**What the exercise asks:**
Scan the lines below; pull out those with "content".
----- Exercise data -----
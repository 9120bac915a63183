use crate::error::{BumpError, Result};
use std::fs;
use std::io;
use std::path::Path;

/// Project display name from the level-1 heading on the README's first line
pub fn resolve_project_name(path: &Path) -> Result<String> {
    let content = fs::read_to_string(path).map_err(|e| match e.kind() {
        io::ErrorKind::NotFound => BumpError::DocumentNotFound(path.to_path_buf()),
        _ => BumpError::Io(e),
    })?;

    project_name(&content).ok_or_else(|| {
        BumpError::parse(format!(
            "project name not found in {}: expected '# <name>' on the first line",
            path.display()
        ))
    })
}

fn project_name(content: &str) -> Option<String> {
    let first_line = content.lines().next()?;
    let name = first_line.strip_prefix("# ")?.trim();

    (!name.is_empty()).then(|| name.to_string())
}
-----
**Expected answer:**
    let content = fs::read_to_string(path).map_err(|e| match e.kind() {
    project_name(&content).ok_or_else(|| {
fn project_name(content: &str) -> Option<String> {
    let first_line = content.lines().next()?;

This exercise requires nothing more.